When she asked it this time, there was a hiss outside the door and Mama’s voice, low and harsh, telling us to hush. So we were perfectly quiet for another good hour, and at some point I reached out and held Myra’s soft little hand, for her comfort or mine I don’t know, and just before Mama opened the door, I told her that I loved her, too. Then I bent my mouth to her ear and whispered that if she wanted to, we could wait till we were married to kiss, but if she wanted to, we could do it now. She didn’t answer by any word or gesture, but only leaned over and pressed her lips to mine for a bare two seconds. The impact of that dry little kiss sent a shock clear to my toes, rendering me speechless, and I still had not recovered when Mama opened the closet and pulled us out, ignoring me to press Myra to her chest, crying so hard the torrent of tears wet Myra’s tightly braided hair and rolled down into her eyes.
I stumbled out behind her, blinking at the glare of the lightbulbs, seeing that night had fallen on Magnolia Hill, and Uncle Case was back, a shotgun cradled casually in his elbow, and Brother Sloan was there too, carrying no weapon other than his Bible, but looking like he’d enjoy beating someone to death with it.
“She’s got a fever,” Mama murmured to him over Myra’s head. “Somebody get Dr. Winston. She’s hot as a firecracker—”
Uncle Case left and Brother Sloan led me out to the porch, where Michael, with a grotesquely swollen eye, was sitting in a rocker discussing the Yankees’ chances in the American League with Benny and Brother McQuaig. The endless pots of begonias and geraniums and ferns that usually balanced themselves along the porch rail were scattered and broken on the ground, and another shotgun was propped against the door with no explanation at all, but other than that, all was much as it should be, the night fine and warm for January, the men in their shirtsleeves. After I hugged Brother McQuaig and told him I loved him (which was the least I figured I owed the man who’d saved my father’s life), I took a seat on the porch swing and found myself watching the Sims’ house, which stood across the rough, sagging old fence in near darkness, the front door slightly ajar, the sidewalk strewn with pieces of boxes and bits of trash and a sock or two, all signs of a hasty exit. So it was gone, the evil in that house, and I could have wept from sheer relief, not realizing until then what an awful weight of dread had gathered over Magnolia Hill while that man lived there.
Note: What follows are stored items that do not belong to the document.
impl InMemoryOrchestrationService {
    pub fn new(config: InMemoryServiceConfig) -> Self {
        Self {
            state: Mutex::new(ServiceState::default()),
            decision_ready: Notify::new(),
            activity_ready: Notify::new(),
            config,
        }
    }

    fn mutate<T>(&self, operation: impl FnOnce(&mut ServiceState, &mut Wakeups) -> T) -> T {
        let mut wakeups = Wakeups::default();
        let result = {
            let mut state = self.state.lock();
            operation(&mut state, &mut wakeups)
        };
        if wakeups.decisions {
            self.decision_ready.notify_waiters();
        }
        if wakeups.activities {
            self.activity_ready.notify_waiters();
        }
        result
    }

    /// Apply any timeouts that have elapsed
    pub fn enforce_timeouts(&self) {
        self.mutate(|state, wakeups| state.sweep(wakeups));
    }

    /// Number of activity tasks scheduled or running for an execution
    pub fn open_activity_tasks(&self, run_id: Uuid) -> usize {
        self.state
            .lock()
            .activity_tasks
            .values()
            .filter(|record| record.run_id() == run_id)
            .count()
    }

    async fn long_poll<T>(
        &self,
        notify: &Notify,
        mut take: impl FnMut(&mut ServiceState) -> Option<T>,
    ) -> Option<T> {
        let deadline = Instant::now() + self.config.poll_timeout;
        loop {
            let notified = notify.notified();
            let taken = self.mutate(|state, wakeups| {
                state.sweep(wakeups);
                take(state)
            });
            if taken.is_some() {
                return taken;
            }

            let now = Instant::now();
            if now >= deadline {
                return None;
            }
            let wait = (deadline - now).min(self.config.timer_resolution);
            let _ = tokio::time::timeout(wait, notified).await;
        }
    }
}

impl Default for InMemoryOrchestrationService {
    fn default() -> Self {
        Self::new(InMemoryServiceConfig::default())
    }
}

#[async_trait]
impl OrchestrationService for InMemoryOrchestrationService {
    async fn register_domain(&self, domain: &DomainRegistration) -> MessagingResult<()> {
        self.mutate(|state, _| {
            state
                .domains
                .entry(domain.name.clone())
                .or_insert_with(|| domain.clone());
        });
        Ok(())
    }

    async fn register_activity_definition(
        &self,
        domain: &str,
        definition: &ActivityDefinition,
    ) -> MessagingResult<()> {
        self.mutate(|state, _| {
            state.register_definition(domain, RegisteredDefinition::Activity(definition.clone()))
        })
    }

    async fn register_workflow_definition(
        &self,
        domain: &str,
        definition: &WorkflowDefinition,
    ) -> MessagingResult<()> {
        self.mutate(|state, _| {
            state.register_definition(domain, RegisteredDefinition::Workflow(definition.clone()))
        })
    }

    async fn list_definitions(&self, domain: &str) -> MessagingResult<Vec<RegisteredDefinition>> {
        let state = self.state.lock();
        state.require_domain(domain)?;
        Ok(state.definitions.get(domain).cloned().unwrap_or_default())
    }

    #[instrument(skip(self, request), fields(workflow_id = %request.workflow_id))]
    async fn start_workflow_execution(
        &self,
        domain: &str,
        request: StartExecutionRequest,
    ) -> MessagingResult<WorkflowExecution> {
        self.mutate(|state, wakeups| {
            state.require_domain(domain)?;
            let definition = state
                .definitions
                .get(domain)
                .and_then(|definitions| {
                    definitions
                        .iter()
                        .filter_map(RegisteredDefinition::as_workflow)
                        .find(|d| d.key == request.workflow_type)
                        .cloned()
                })
                .ok_or_else(|| {
                    MessagingError::type_does_not_exist(
                        DefinitionKind::Workflow,
                        request.workflow_type.name.clone(),
                        request.workflow_type.version.clone(),
                    )
                })?;

            let already_open = state.executions.values().any(|entry| {
                entry.ledger.domain == domain
                    && entry.ledger.is_open()
                    && entry.ledger.execution.workflow_id == request.workflow_id
            });
            if already_open {
                return Err(MessagingError::ExecutionAlreadyStarted {
                    workflow_id: request.workflow_id.clone(),
                });
            }

            let mut events = Vec::new();
            let ledger = ExecutionLedger::start(domain, &definition, request, Utc::now(), &mut events);
            let execution = ledger.execution.clone();
            state.executions.insert(
                execution.run_id,
                ExecutionEntry {
                    ledger,
                    history: events,
                },
            );
            state.enqueue_decision_if_ready(execution.run_id, wakeups);
            debug!(run_id = %execution.run_id, "Workflow execution started");
            Ok(execution)
        })
    }

    async fn describe_workflow_execution(&self, run_id: Uuid) -> MessagingResult<ExecutionInfo> {
        self.enforce_timeouts();
        let state = self.state.lock();
        let entry = state
            .executions
            .get(&run_id)
            .ok_or_else(|| MessagingError::unknown_resource("workflow execution", run_id))?;
        let open_tasks = state
            .activity_tasks
            .values()
            .filter(|record| record.run_id() == run_id)
            .count();
        Ok(entry.ledger.info(open_tasks))
    }

    async fn get_workflow_execution_history(
        &self,
        run_id: Uuid,
    ) -> MessagingResult<Vec<HistoryEvent>> {
        let state = self.state.lock();
        state
            .executions
            .get(&run_id)
            .map(|entry| entry.history.clone())
            .ok_or_else(|| MessagingError::unknown_resource("workflow execution", run_id))
    }

    async fn poll_for_decision_task(
        &self,
        domain: &str,
        task_list: &str,
        identity: &str,
    ) -> MessagingResult<Option<DecisionTask>> {
        Ok(self
            .long_poll(&self.decision_ready, |state| {
                state.take_decision(domain, task_list, identity)
            })
            .await)
    }

    async fn respond_decision_task_completed(
        &self,
        task_token: TaskToken,
        decisions: Vec<Decision>,
    ) -> MessagingResult<()> {
        self.mutate(|state, wakeups| {
            state.sweep(wakeups);

            let run_id = state
                .executions
                .iter()
                .find(|(_, entry)| {
                    matches!(
                        &entry.ledger.decision,
                        DecisionSlot::Started { task_token: current, .. }
                            if *current == task_token
                    )
                })
                .map(|(run_id, _)| *run_id)
                .ok_or_else(|| MessagingError::unknown_resource("decision task", task_token))?;

            let domain = state.executions[&run_id].ledger.domain.clone();
            let activities: HashMap<_, _> = state
                .definitions
                .get(&domain)
                .map(|definitions| {
                    definitions
                        .iter()
                        .filter_map(RegisteredDefinition::as_activity)
                        .map(|d| (d.key.clone(), d.clone()))
                        .collect()
                })
                .unwrap_or_default();

            let entry = state
                .executions
                .get_mut(&run_id)
                .ok_or_else(|| MessagingError::unknown_resource("workflow execution", run_id))?;
            let mut events = Vec::new();
            let scheduled = entry.ledger.respond_decision(
                task_token,
                decisions,
                |key| activities.get(key).cloned(),
                Utc::now(),
                &mut events,
            )?;
            entry.history.extend(events);

            state.enqueue_activities(scheduled, wakeups);
            state.enqueue_decision_if_ready(run_id, wakeups);
            Ok(())
        })
    }

    async fn poll_for_activity_task(
        &self,
        domain: &str,
        task_list: &str,
        identity: &str,
    ) -> MessagingResult<Option<ActivityTask>> {
        Ok(self
            .long_poll(&self.activity_ready, |state| {
                state.take_activity(domain, task_list, identity)
            })
            .await)
    }

    async fn respond_activity_task_completed(
        &self,
        task_token: TaskToken,
        result: Option<String>,
    ) -> MessagingResult<()> {
        self.mutate(|state, wakeups| {
            state.sweep(wakeups);
            state.resolve_activity(task_token, |record| record.completed_event(result), wakeups)
        })
    }

    async fn respond_activity_task_failed(
        &self,
        task_token: TaskToken,
        reason: &str,
        details: &str,
    ) -> MessagingResult<()> {
        self.mutate(|state, wakeups| {
            state.sweep(wakeups);
            state.resolve_activity(
                task_token,
                |record| record.failed_event(reason, details),
                wakeups,
            )
        })
    }

    async fn record_activity_heartbeat(
        &self,
        task_token: TaskToken,
        details: Option<String>,
    ) -> MessagingResult<HeartbeatStatus> {
        self.mutate(|state, wakeups| {
            state.sweep(wakeups);
            let record = state.activity_tasks.get_mut(&task_token).ok_or_else(|| {
                warn!(task_token = %task_token, "Heartbeat for an unknown activity task");
                MessagingError::unknown_resource("activity task", task_token)
            })?;
            record.heartbeat(details, Utc::now())?;
            Ok(HeartbeatStatus::default())
        })
    }
}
Then I closed my eyes and thought that soon we’d have to start getting dressed to go visit Daddy in the hospital; then Mrs. Sims would be back and arrangements for Ira and Myra would have to be plotted out, and Mama would have to call Daddy’s boss and tell him Daddy wouldn’t be in tomorrow, maybe try to talk him into holding his job for him.
Soon, the dry, boring details of life would be upon me, but for one sterling moment there, I was alive and well in the here and now For the evil that had hidden next door had been put to battle and bested, and Myra was safe in Mama’s arms, and as I listened to the rise and fall of the calm, familiar voices on the clean, mild night, I had a sure, shining feeling in my chest that the bad was behind me now—that I had survived it unscathed, and it would never touch me, not ever again, as long as I lived.
I was thirteen years old.
Chapter
5
As a child, I was so often deceived by hope that I grew into the cynic I am today, and that night on Lafayette, the sight of that still, empty house lulled me into a false calm. For within the month, Myra was nothing more than a shake of the head and a murmur of regret on Magnolia Hill, something for the adults to discuss with genuine horror on the porch at night after the children were safely tucked away in bed.
Now, had I been older, or heir to even one grain of my mother’s hard-nosed practicality, I would have seen the inevitable coming, realizing that though Mr. Sims was out of the picture for the time being, Mrs. Sims couldn’t afford to wait around for him to get drunk enough to come back and finish her off. But I wasn’t, of course. I was too busy being relieved, spending my afternoons knocking on the Sims’ front door and finally being allowed inside the scantily furnished, dimly lit living room, whiling away the cold twilight playing Old Maid over a battered old TV tray with a mysteriously ailing Myra, making jokes, reading books, trying desperately to recapture some of the happiness we’d conjured out by the fence on the warm summer nights before the fall.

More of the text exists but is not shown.